> _Exercise goal_:
Whenever a line contains the string "AshDevice", copy it out of the entries.

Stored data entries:
################

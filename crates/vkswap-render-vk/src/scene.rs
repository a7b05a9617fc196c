// SPDX-License-Identifier: CEPL-1.0
//! A single colored triangle: render pass, pipeline, vertex buffer.
use std::cell::Cell;
use std::io::Cursor;
use std::rc::Rc;

use ash::util::read_spv;
use ash::vk;
use bytemuck::{Pod, Zeroable};
use glam::Mat4;
use tracing::debug;
use vkswap_render::{FrameTarget, PresentError, SceneRenderer, TargetInfo};

use crate::{failed, AshDevice};

#[repr(C)]
#[derive(Clone, Copy, Pod, Zeroable)]
struct Vertex {
    pos: [f32; 2],
    color: [f32; 3],
}

const TRIANGLE: [Vertex; 3] = [
    Vertex {
        pos: [0.0, -0.6],
        color: [1.0, 0.2, 0.2],
    },
    Vertex {
        pos: [0.6, 0.5],
        color: [0.2, 1.0, 0.2],
    },
    Vertex {
        pos: [-0.6, 0.5],
        color: [0.2, 0.4, 1.0],
    },
];

pub struct TriangleScene {
    mvp: Rc<Cell<Mat4>>,
    render_pass: vk::RenderPass,
    layout: vk::PipelineLayout,
    pipeline: vk::Pipeline,
    vertex_buffer: vk::Buffer,
    vertex_memory: vk::DeviceMemory,
}

impl TriangleScene {
    /// `mvp` is read every frame and pushed as a constant.
    pub fn new(mvp: Rc<Cell<Mat4>>) -> Self {
        Self {
            mvp,
            render_pass: vk::RenderPass::null(),
            layout: vk::PipelineLayout::null(),
            pipeline: vk::Pipeline::null(),
            vertex_buffer: vk::Buffer::null(),
            vertex_memory: vk::DeviceMemory::null(),
        }
    }

    unsafe fn build(&mut self, device: &AshDevice, info: &TargetInfo) -> Result<(), PresentError> {
        let d = device.raw();
        self.render_pass = unsafe { create_render_pass(d, info.color_format, info.depth_format) }?;
        self.layout = unsafe { create_layout(d) }?;
        self.pipeline = unsafe { create_pipeline(d, self.render_pass, self.layout) }?;
        let (buffer, memory) = unsafe { upload_vertices(device) }?;
        self.vertex_buffer = buffer;
        self.vertex_memory = memory;
        Ok(())
    }
}

impl SceneRenderer<AshDevice> for TriangleScene {
    fn prepare(&mut self, device: &mut AshDevice, info: &TargetInfo) -> Result<vk::RenderPass, PresentError> {
        match unsafe { self.build(device, info) } {
            Ok(()) => {
                debug!("triangle scene ready for {:?}", info.color_format);
                Ok(self.render_pass)
            }
            Err(e) => {
                self.release(device);
                Err(e)
            }
        }
    }

    fn record(&mut self, device: &mut AshDevice, cmd: vk::CommandBuffer, _frame: &FrameTarget) {
        let d = device.raw();
        let mvp = self.mvp.get().to_cols_array();
        unsafe {
            d.cmd_bind_pipeline(cmd, vk::PipelineBindPoint::GRAPHICS, self.pipeline);
            d.cmd_push_constants(
                cmd,
                self.layout,
                vk::ShaderStageFlags::VERTEX,
                0,
                bytemuck::bytes_of(&mvp),
            );
            d.cmd_bind_vertex_buffers(cmd, 0, &[self.vertex_buffer], &[0]);
            d.cmd_draw(cmd, TRIANGLE.len() as u32, 1, 0, 0);
        }
    }

    fn release(&mut self, device: &mut AshDevice) {
        let d = device.raw();
        // destroying a null handle is a no-op
        unsafe {
            d.destroy_pipeline(self.pipeline, None);
            d.destroy_pipeline_layout(self.layout, None);
            d.destroy_render_pass(self.render_pass, None);
            d.destroy_buffer(self.vertex_buffer, None);
            d.free_memory(self.vertex_memory, None);
        }
        self.pipeline = vk::Pipeline::null();
        self.layout = vk::PipelineLayout::null();
        self.render_pass = vk::RenderPass::null();
        self.vertex_buffer = vk::Buffer::null();
        self.vertex_memory = vk::DeviceMemory::null();
    }
}

/// Color cleared and handed to present, depth cleared and discarded.
unsafe fn create_render_pass(
    d: &ash::Device,
    color: vk::Format,
    depth: vk::Format,
) -> Result<vk::RenderPass, PresentError> {
    let attachments = [
        vk::AttachmentDescription::default()
            .format(color)
            .samples(vk::SampleCountFlags::TYPE_1)
            .load_op(vk::AttachmentLoadOp::CLEAR)
            .store_op(vk::AttachmentStoreOp::STORE)
            .stencil_load_op(vk::AttachmentLoadOp::DONT_CARE)
            .stencil_store_op(vk::AttachmentStoreOp::DONT_CARE)
            .initial_layout(vk::ImageLayout::UNDEFINED)
            .final_layout(vk::ImageLayout::PRESENT_SRC_KHR),
        vk::AttachmentDescription::default()
            .format(depth)
            .samples(vk::SampleCountFlags::TYPE_1)
            .load_op(vk::AttachmentLoadOp::CLEAR)
            .store_op(vk::AttachmentStoreOp::DONT_CARE)
            .stencil_load_op(vk::AttachmentLoadOp::DONT_CARE)
            .stencil_store_op(vk::AttachmentStoreOp::DONT_CARE)
            .initial_layout(vk::ImageLayout::UNDEFINED)
            .final_layout(vk::ImageLayout::DEPTH_STENCIL_ATTACHMENT_OPTIMAL),
    ];
    let color_ref = [vk::AttachmentReference {
        attachment: 0,
        layout: vk::ImageLayout::COLOR_ATTACHMENT_OPTIMAL,
    }];
    let depth_ref = vk::AttachmentReference {
        attachment: 1,
        layout: vk::ImageLayout::DEPTH_STENCIL_ATTACHMENT_OPTIMAL,
    };
    let subpasses = [vk::SubpassDescription::default()
        .pipeline_bind_point(vk::PipelineBindPoint::GRAPHICS)
        .color_attachments(&color_ref)
        .depth_stencil_attachment(&depth_ref)];
    let stages = vk::PipelineStageFlags::COLOR_ATTACHMENT_OUTPUT
        | vk::PipelineStageFlags::EARLY_FRAGMENT_TESTS;
    let dependencies = [vk::SubpassDependency::default()
        .src_subpass(vk::SUBPASS_EXTERNAL)
        .dst_subpass(0)
        .src_stage_mask(stages)
        .dst_stage_mask(stages)
        .dst_access_mask(
            vk::AccessFlags::COLOR_ATTACHMENT_WRITE | vk::AccessFlags::DEPTH_STENCIL_ATTACHMENT_WRITE,
        )];
    let info = vk::RenderPassCreateInfo::default()
        .attachments(&attachments)
        .subpasses(&subpasses)
        .dependencies(&dependencies);
    unsafe { d.create_render_pass(&info, None) }.map_err(failed("vkCreateRenderPass"))
}

unsafe fn create_layout(d: &ash::Device) -> Result<vk::PipelineLayout, PresentError> {
    let ranges = [vk::PushConstantRange {
        stage_flags: vk::ShaderStageFlags::VERTEX,
        offset: 0,
        size: std::mem::size_of::<Mat4>() as u32,
    }];
    let info = vk::PipelineLayoutCreateInfo::default().push_constant_ranges(&ranges);
    unsafe { d.create_pipeline_layout(&info, None) }.map_err(failed("vkCreatePipelineLayout"))
}

unsafe fn shader_module(d: &ash::Device, bytes: &[u8]) -> Result<vk::ShaderModule, PresentError> {
    let code = read_spv(&mut Cursor::new(bytes)).map_err(|e| PresentError::Collaborator(Box::new(e)))?;
    let info = vk::ShaderModuleCreateInfo::default().code(&code);
    unsafe { d.create_shader_module(&info, None) }.map_err(failed("vkCreateShaderModule"))
}

unsafe fn create_pipeline(
    d: &ash::Device,
    render_pass: vk::RenderPass,
    layout: vk::PipelineLayout,
) -> Result<vk::Pipeline, PresentError> {
    let vs = unsafe { shader_module(d, include_bytes!(concat!(env!("OUT_DIR"), "/tri.vert.spv"))) }?;
    let fs = match unsafe { shader_module(d, include_bytes!(concat!(env!("OUT_DIR"), "/tri.frag.spv"))) } {
        Ok(m) => m,
        Err(e) => {
            unsafe { d.destroy_shader_module(vs, None) };
            return Err(e);
        }
    };

    let stages = [
        vk::PipelineShaderStageCreateInfo::default()
            .stage(vk::ShaderStageFlags::VERTEX)
            .module(vs)
            .name(c"main"),
        vk::PipelineShaderStageCreateInfo::default()
            .stage(vk::ShaderStageFlags::FRAGMENT)
            .module(fs)
            .name(c"main"),
    ];

    let bindings = [vk::VertexInputBindingDescription {
        binding: 0,
        stride: std::mem::size_of::<Vertex>() as u32,
        input_rate: vk::VertexInputRate::VERTEX,
    }];
    let attributes = [
        vk::VertexInputAttributeDescription {
            location: 0,
            binding: 0,
            format: vk::Format::R32G32_SFLOAT,
            offset: 0,
        },
        vk::VertexInputAttributeDescription {
            location: 1,
            binding: 0,
            format: vk::Format::R32G32B32_SFLOAT,
            offset: std::mem::size_of::<[f32; 2]>() as u32,
        },
    ];
    let vertex_input = vk::PipelineVertexInputStateCreateInfo::default()
        .vertex_binding_descriptions(&bindings)
        .vertex_attribute_descriptions(&attributes);
    let input_assembly = vk::PipelineInputAssemblyStateCreateInfo::default()
        .topology(vk::PrimitiveTopology::TRIANGLE_LIST);
    // viewport and scissor are set per frame
    let dyn_states = [vk::DynamicState::VIEWPORT, vk::DynamicState::SCISSOR];
    let dynamic = vk::PipelineDynamicStateCreateInfo::default().dynamic_states(&dyn_states);
    let viewport = vk::PipelineViewportStateCreateInfo::default()
        .viewport_count(1)
        .scissor_count(1);
    let raster = vk::PipelineRasterizationStateCreateInfo::default()
        .polygon_mode(vk::PolygonMode::FILL)
        .cull_mode(vk::CullModeFlags::NONE)
        .front_face(vk::FrontFace::COUNTER_CLOCKWISE)
        .line_width(1.0);
    let multisample = vk::PipelineMultisampleStateCreateInfo::default()
        .rasterization_samples(vk::SampleCountFlags::TYPE_1);
    let depth_stencil = vk::PipelineDepthStencilStateCreateInfo::default()
        .depth_test_enable(true)
        .depth_write_enable(true)
        .depth_compare_op(vk::CompareOp::LESS_OR_EQUAL);
    let blend_attachments = [vk::PipelineColorBlendAttachmentState::default()
        .color_write_mask(vk::ColorComponentFlags::RGBA)
        .blend_enable(false)];
    let blend = vk::PipelineColorBlendStateCreateInfo::default().attachments(&blend_attachments);

    let info = vk::GraphicsPipelineCreateInfo::default()
        .stages(&stages)
        .vertex_input_state(&vertex_input)
        .input_assembly_state(&input_assembly)
        .viewport_state(&viewport)
        .rasterization_state(&raster)
        .multisample_state(&multisample)
        .depth_stencil_state(&depth_stencil)
        .color_blend_state(&blend)
        .dynamic_state(&dynamic)
        .layout(layout)
        .render_pass(render_pass)
        .subpass(0);

    let result = unsafe {
        d.create_graphics_pipelines(vk::PipelineCache::null(), std::slice::from_ref(&info), None)
    };
    unsafe {
        d.destroy_shader_module(vs, None);
        d.destroy_shader_module(fs, None);
    }
    match result {
        Ok(pipelines) => pipelines
            .into_iter()
            .next()
            .ok_or(PresentError::vk("vkCreateGraphicsPipelines", vk::Result::ERROR_UNKNOWN)),
        Err((_, e)) => Err(PresentError::vk("vkCreateGraphicsPipelines", e)),
    }
}

/// Host-visible vertex buffer filled once.
unsafe fn upload_vertices(device: &AshDevice) -> Result<(vk::Buffer, vk::DeviceMemory), PresentError> {
    let d = device.raw();
    let bytes: &[u8] = bytemuck::cast_slice(&TRIANGLE);
    let info = vk::BufferCreateInfo::default()
        .size(bytes.len() as vk::DeviceSize)
        .usage(vk::BufferUsageFlags::VERTEX_BUFFER)
        .sharing_mode(vk::SharingMode::EXCLUSIVE);
    let buffer = unsafe { d.create_buffer(&info, None) }.map_err(failed("vkCreateBuffer"))?;

    let req = unsafe { d.get_buffer_memory_requirements(buffer) };
    let host = vk::MemoryPropertyFlags::HOST_VISIBLE | vk::MemoryPropertyFlags::HOST_COHERENT;
    let uploaded = device
        .memory_type(req.memory_type_bits, host)
        .ok_or(PresentError::vk("vkAllocateMemory", vk::Result::ERROR_OUT_OF_DEVICE_MEMORY))
        .and_then(|type_index| {
            let alloc = vk::MemoryAllocateInfo::default()
                .allocation_size(req.size)
                .memory_type_index(type_index);
            unsafe { d.allocate_memory(&alloc, None) }.map_err(failed("vkAllocateMemory"))
        })
        .and_then(|memory| {
            let filled = unsafe {
                d.bind_buffer_memory(buffer, memory, 0)
                    .and_then(|()| d.map_memory(memory, 0, req.size, vk::MemoryMapFlags::empty()))
                    .map(|ptr| {
                        std::ptr::copy_nonoverlapping(bytes.as_ptr(), ptr.cast::<u8>(), bytes.len());
                        d.unmap_memory(memory);
                    })
            };
            match filled {
                Ok(()) => Ok(memory),
                Err(e) => {
                    unsafe { d.free_memory(memory, None) };
                    Err(PresentError::vk("vkMapMemory", e))
                }
            }
        });

    match uploaded {
        Ok(memory) => Ok((buffer, memory)),
        Err(e) => {
            unsafe { d.destroy_buffer(buffer, None) };
            Err(e)
        }
    }
}

#[cfg(test)]
mod tests {
    use super::*;

    #[test]
    fn vertex_layout_matches_the_shader_inputs() {
        assert_eq!(std::mem::size_of::<Vertex>(), 20);
        assert_eq!(bytemuck::cast_slice::<Vertex, u8>(&TRIANGLE).len(), 60);
    }

    #[test]
    fn push_constant_fits_the_guaranteed_minimum() {
        // 128 bytes is the smallest maxPushConstantsSize a device may report
        assert!(std::mem::size_of::<Mat4>() <= 128);
    }

    #[test]
    fn identity_mvp_keeps_the_triangle_on_screen() {
        let mvp = Mat4::IDENTITY;
        for v in TRIANGLE {
            let p = mvp.project_point3(glam::Vec3::new(v.pos[0], v.pos[1], 0.0));
            assert!(p.x.abs() <= 1.0 && p.y.abs() <= 1.0);
        }
    }
}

################

> _Answer to the problem_:
use crate::{failed, AshDevice};
    unsafe fn build(&mut self, device: &AshDevice, info: &TargetInfo) -> Result<(), PresentError> {
impl SceneRenderer<AshDevice> for TriangleScene {
    fn prepare(&mut self, device: &mut AshDevice, info: &TargetInfo) -> Result<vk::RenderPass, PresentError> {
    fn record(&mut self, device: &mut AshDevice, cmd: vk::CommandBuffer, _frame: &FrameTarget) {
    fn release(&mut self, device: &mut AshDevice) {
unsafe fn upload_vertices(device: &AshDevice) -> Result<(vk::Buffer, vk::DeviceMemory), PresentError> {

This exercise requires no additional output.